Me: So this is a weird thing: I keep feeling slightly sick… But only at work…

Boyfriend: Well that is an interesting mystery.

Me: Right? My throat starts to get all sore and stuff.

Boyfriend: Wait, wasn’t there a problem with the heater? Did that get fixed?

Me: Yeah, it’s working now.

Boyfriend: Well I wonder if that has anything to do with the air quality of the shop since it is effecting your throat.

Boyfriend: affecting?

Boyfriend: stupid grammar…

Boyfriend:  poutemoji apparently this is the pouting face according to Apple… I disagree.

Me: That is a face of fury. Who pouts like that?

Boyfriend: I know! Silly Apple…

Me: We should write them a strongly worded letter.

Me: Using only emojis.

Me: And then we’ll see if they can decipher it correctly.

Me: And when they don’t, we’ll just be like poutemoji

Boyfriend: I like this plan.

Me: And then we can fork their lawn.

Boyfriend: We are going to need a lot of forks for Apple’s lawn, but that would be epicly amazing.

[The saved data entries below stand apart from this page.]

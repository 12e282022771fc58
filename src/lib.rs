//! Ticker Presence Service
//!
//! Resolves token aliases, caches market snapshots from CoinGecko or
//! CoinMarketCap, and rotates them onto a presence channel.
//!
//! # Features
//!
//! - **Alias resolution** by id, symbol, name or slug (case-insensitive)
//! - **Single-flight TTL cache** with cross-token relations
//! - **Rotation scheduler** with start/stop lifecycle
//! - **WebSocket presence feed** for dashboard clients
//!
//! # Example
//!
//! ```no_run
//! use std::sync::Arc;
//! use ticker_presence::{
//!     BroadcastPresenceSink, CacheConfig, CoinGeckoProvider, PriceCache, PriceProvider,
//!     RotationScheduler, SchedulerConfig, TokenRegistry,
//! };
//!
//! #[tokio::main]
//! async fn main() -> anyhow::Result<()> {
//!     let provider = Arc::new(CoinGeckoProvider::new());
//!     let registry = Arc::new(TokenRegistry::new(provider.list_tokens().await?));
//!     let cache = Arc::new(PriceCache::new(registry, provider, CacheConfig::default()));
//!
//!     let snapshot = cache.get("miota").await?;
//!     println!("{}: ${:?}", snapshot.name, snapshot.current_price);
//!
//!     let sink = Arc::new(BroadcastPresenceSink::new(vec!["dashboard".to_string()]));
//!     let config = SchedulerConfig {
//!         token_set: vec!["iota".to_string(), "shimmer".to_string()],
//!         ..Default::default()
//!     };
//!     let scheduler = RotationScheduler::new(cache, sink, config);
//!     scheduler.start().await?;
//!     Ok(())
//! }
//! ```

pub mod config;
pub mod server;

pub use config::{AppConfig, DataSource};
pub use server::{run_server, BroadcastPresenceSink};
pub use ticker_presence_core::{
    CacheConfig, CoinGeckoProvider, CoinMarketCapProvider, LifecycleError, PresenceSink,
    PriceCache, PriceError, PriceProvider, ProviderError, RotationScheduler, RotationState,
    SchedulerConfig, TokenRegistry,
};
pub use ticker_presence_types::{Mood, PresenceEvent, PriceSnapshot, PriceSnapshotRaw, TokenIdentity};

Me: Wouldn’t it?!? We could wear all black and do it in the middle of the night!

Me: I think it would be fun to break into major places like that and shut down their security systems all Ocean’s 11-like just for the sake of doing weird pranks.

Me: Can we be that couple?

Boyfriend: Of course we can!

Boyfriend: But we should wear mock turtlenecks and blue jeans as a sign of respect to Steve Jobs.

Me: This is why I like you.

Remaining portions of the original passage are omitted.